Pour permettre à chacun de se situer, le rapport intermédiaire « Vers de nouveaux modèles socio-économiques » donne des clés de lecture indispensables pour appréhender un moment charnière où chacun se doit de (re)questionner son modèle. Fort des exemples partagés mensuellement depuis deux ans, et des méthodes et outils partagés sur la plateforme « Trajectoires socio-économiques », lancée en octobre dernier avec la Ministre Prisca THEVENOT, ce rapport est un précieux regard transversal qui éclaire des enjeux à la diversité des pratiques, afin de permettre à chacun de trouver son propre chemin de questionnements.
Pour en comprendre l’utilité, écoutons le Président-Fondateur du RAMEAU, Charles-Benoît HEIDSIECK. Dans son édito, il rappelle la nécessité d’une « lettre ouverte aux Acteurs, Actions et Alliances d’intérêt général » autour de l’invitation : « Ensemble, inventons de nouveaux équilibres socio-économiques ! ». Cette invitation est une introduction au rapport d’études exploratoire du programme de recherche empirique « Jeunes & Territoires 2050 » qui sera dévoilé demain à Lyon, lors du Festival de l’apprendre organisé par la Maison de l’apprendre, à l’occasion de la 6e Journée de l’éducation.
Le Président-Fondateur du RAMEAU partage sa vision
« Notre maison brûle, et nous regardons ailleurs. La nature, mutilée, surexploitée, ne parvient plus à se reconstituer, et nous refusons de l’admettre. L’humanité souffre ». Lors du Sommet sur la Terre de Johannesburg, en septembre 2002, le Président de la République Française, Jacques CHIRAC, prononça un discours devenu célèbre sur l’état du monde et l’urgence climatique. Le 16 janvier 2024, le Président de la République Française, Emmanuel MACRON, invitait les Français à croire en notre capacité collective à inventer ensemble « une France plus juste et plus forte ». Après six ans et demi de mandat, le Chef de l’État a clairement posé le cap qu’il fixe à son Premier ministre, Gabriel ATTAL, a partagé avec les Français « le sens profond » de son action de « réarmement de la France », et a rappelé qu’il reste trois ans et demi pour en inventer les systèmes de gestion adaptés à cette vision.
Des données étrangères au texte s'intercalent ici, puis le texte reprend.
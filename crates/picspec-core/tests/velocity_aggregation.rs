//! Multi-file velocity histogram aggregation over synthetic rank files.

use std::path::Path;

use picspec_compute::{ComputeBackend, CpuBackend, SerialBackend};
use picspec_core::binning::{
    aggregate_velocity_histograms, velocity_histograms, BinningError, ParticleSource, RankBlock,
};
use picspec_core::types::{Corners, SimulationDescriptor};
use picspec_io::formats::particle::{ParticleFile, ParticleRecord, V0Header};
use picspec_io::DecodeError;

const STEP: u64 = 200;

fn descriptor() -> SimulationDescriptor {
    SimulationDescriptor {
        nx: 8,
        ny: 1,
        nz: 4,
        topology_x: 2,
        topology_y: 1,
        topology_z: 2,
        lx_di: 8.0,
        ly_di: 1.0,
        lz_di: 4.0,
        dx_di: 1.0,
        dy_di: 1.0,
        dz_di: 1.0,
        mime: 1.0,
        vthe: 0.1,
        vthi: 0.1,
        nppc: 4,
        ntp: 1,
        dt_particles: 1.0,
        particle_interval: STEP,
    }
}

/// Local domain of `(ix, iz)`: 4 × 1 × 2 cells.
fn v0(d: &SimulationDescriptor, ix: usize, iz: usize) -> V0Header {
    V0Header {
        nt: STEP as i32,
        nx: 4,
        ny: 1,
        nz: 2,
        dx: 1.0,
        dy: 1.0,
        dz: 1.0,
        x0: 4.0 * ix as f32,
        y0: -0.5,
        z0: -2.0 + 2.0 * iz as f32,
        rank: d.rank_id(ix, 0, iz) as i32,
        ..Default::default()
    }
}

/// Particles spread over the interior cells with rank-dependent velocities.
fn particles(rank: usize) -> Vec<ParticleRecord> {
    let (nx, ny) = (4 + 2, 1 + 2);
    let mut out = Vec::new();
    for k in 0..24 {
        let ix = 1 + (k % 4) as i32;
        let iy = 1;
        let iz = 1 + (k / 4 % 2) as i32;
        let s = (k as f32 + rank as f32 * 0.37) * 0.41;
        out.push(ParticleRecord {
            dxyz: [0.0, 0.0, 0.0],
            icell: iz * nx * ny + iy * nx + ix,
            u: [0.9 * s.sin(), 0.9 * s.cos(), 0.5 * (2.0 * s).sin()],
            q: 1.0,
        });
    }
    out
}

fn write_rank_files(base: &Path, d: &SimulationDescriptor) {
    let source = ParticleSource::new(base, "e", STEP);
    for ix in 0..d.topology_x {
        for iz in 0..d.topology_z {
            let rank = d.rank_id(ix, 0, iz);
            let file = ParticleFile::new(v0(d, ix, iz), particles(rank));
            let path = source.path(rank);
            std::fs::create_dir_all(path.parent().unwrap()).unwrap();
            std::fs::write(path, file.encode()).unwrap();
        }
    }
}

fn all_ranks() -> RankBlock {
    RankBlock {
        x: [0, 1],
        y: [0, 0],
        z: [0, 1],
    }
}

#[test]
fn test_sum_matches_per_file_histograms() {
    let dir = tempfile::tempdir().unwrap();
    let d = descriptor();
    write_rank_files(dir.path(), &d);
    let source = ParticleSource::new(dir.path(), "e", STEP);

    let total = aggregate_velocity_histograms(
        &source,
        &all_ranks(),
        &d,
        &Corners::unbounded(),
        16,
        &SerialBackend,
    )
    .unwrap();

    let mut expected_xy = ndarray::Array2::<f64>::zeros((16, 16));
    for ix in 0..2 {
        for iz in 0..2 {
            let rank = d.rank_id(ix, 0, iz);
            let h = velocity_histograms(
                &ParticleFile::new(v0(&d, ix, iz), Vec::new()).header,
                &particles(rank),
                &d,
                &Corners::unbounded(),
                16,
            )
            .unwrap();
            expected_xy += &h.xy;
        }
    }
    assert_eq!(total.xy, expected_xy);
    assert_eq!(total.total(), 4.0 * 24.0);
}

#[test]
fn test_order_and_backend_independent() {
    let dir = tempfile::tempdir().unwrap();
    let d = descriptor();
    write_rank_files(dir.path(), &d);
    let source = ParticleSource::new(dir.path(), "e", STEP);
    let corners = Corners::unbounded();

    let serial =
        aggregate_velocity_histograms(&source, &all_ranks(), &d, &corners, 32, &SerialBackend)
            .unwrap();
    let cpu = CpuBackend::with_threads(3).unwrap();
    let parallel =
        aggregate_velocity_histograms(&source, &all_ranks(), &d, &corners, 32, &cpu).unwrap();

    // Counts are small integers, so any summation order is exact.
    assert_eq!(serial, parallel);

    // Reversed visiting order: sum the single-rank blocks back to front.
    let mut reversed = ndarray::Array2::<f64>::zeros((32, 32));
    for ix in (0..2).rev() {
        for iz in (0..2).rev() {
            let block = RankBlock {
                x: [ix, ix],
                y: [0, 0],
                z: [iz, iz],
            };
            let h = aggregate_velocity_histograms(&source, &block, &d, &corners, 32, &SerialBackend)
                .unwrap();
            reversed += &h.yz;
        }
    }
    assert_eq!(serial.yz, reversed);
}

#[test]
fn test_rank_outside_region_contributes_zero() {
    let dir = tempfile::tempdir().unwrap();
    let d = descriptor();
    write_rank_files(dir.path(), &d);
    let source = ParticleSource::new(dir.path(), "e", STEP);

    // Only the x < 4 half of the domain (ix = 0 ranks), all of y and z.
    let left = Corners::new([[0.0, 3.9], [-1.0, 1.0], [-2.0, 2.0]]);
    let hist = aggregate_velocity_histograms(&source, &all_ranks(), &d, &left, 16, &SerialBackend)
        .unwrap();
    assert_eq!(hist.total(), 2.0 * 24.0);
}

#[test]
fn test_missing_rank_aborts_query() {
    let dir = tempfile::tempdir().unwrap();
    let d = descriptor();
    write_rank_files(dir.path(), &d);
    let source = ParticleSource::new(dir.path(), "e", STEP);
    std::fs::remove_file(source.path(d.rank_id(1, 0, 1))).unwrap();

    for backend in [&SerialBackend as &dyn ComputeBackend, &CpuBackend::new()] {
        let err = aggregate_velocity_histograms(
            &source,
            &all_ranks(),
            &d,
            &Corners::unbounded(),
            16,
            backend,
        )
        .unwrap_err();
        assert!(
            matches!(err, BinningError::Decode(DecodeError::FileNotFound { .. })),
            "{:?}",
            err
        );
    }
}

#[test]
fn test_truncated_rank_aborts_query() {
    let dir = tempfile::tempdir().unwrap();
    let d = descriptor();
    write_rank_files(dir.path(), &d);
    let source = ParticleSource::new(dir.path(), "e", STEP);
    let path = source.path(d.rank_id(0, 0, 1));
    let bytes = std::fs::read(&path).unwrap();
    std::fs::write(&path, &bytes[..bytes.len() - 5]).unwrap();

    let err = aggregate_velocity_histograms(
        &source,
        &all_ranks(),
        &d,
        &Corners::unbounded(),
        16,
        &SerialBackend,
    )
    .unwrap_err();
    assert!(matches!(
        err,
        BinningError::Decode(DecodeError::TruncatedRecord { .. })
    ));
}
Pour un laboratoire de recherche empirique, il sera très pertinent d’en évaluer les résultats à échéance, et d’ici-là d’observer comment le Chef du Gouvernement va décider de décliner cette vision en « feuille de route » qui sera annoncée le 30 janvier prochain, devant le Parlement, lors de son discours de politique générale. Quoi qu’il en soit sur le temps « court » de la politique, les 21 ans qui séparent les deux discours présidentiels nous rappellent le temps « long » des transformations systémiques. S’il ne faut pas négliger l’importance de (ré)assurer sur le temps court et l’importance de la valeur performative des mots - surtout lorsqu’ils viennent du plus haut niveau de l’Etat en France[1] - ce temps de la conduite du changement nous rappelle la valeur du temps long, et l’importance de coordonner les trois leviers d’activation de l’intérêt général : la vision partagée du « faire société », la gestion régulatrice du « vivre ensemble », mais aussi la valeur de l’action transformatrice. Fixer un cap et un cadre est indispensable, mais c’est bien dans la capacité individuelle et collective d’agir que se trouve l’essence même d’une dynamique de changement.
C’est dans ce sens qu’il est indispensable d’articuler la co-construction du bien commun à la gestion de l’intérêt général. Si le pilotage institutionnel est garant de l’intérêt général, au cœur d’un Etat de droit et de toute démocratie, il revient à chacun de pouvoir identifier sa propre contribution qui doit être (re)connue à sa juste valeur. Plus la transformation est complexe, plus la contribution de tous est indispensable. C’est bien le sens que les 193 Nations d’alors ont donné au 17e Objectif de Développement Durable (ODD) de l’Agenda 2030 des Nations-Unies : comment allons nous inventer ensemble ce qu’aucun ne peut faire seul ? En 2015, ce « signal faible » de la « fin des arrogances[2] » s’est depuis largement amplifié, notamment en 2020 lors de la crise sanitaire mondiale qui a rappelé à tous la fragilité de notre Humanité.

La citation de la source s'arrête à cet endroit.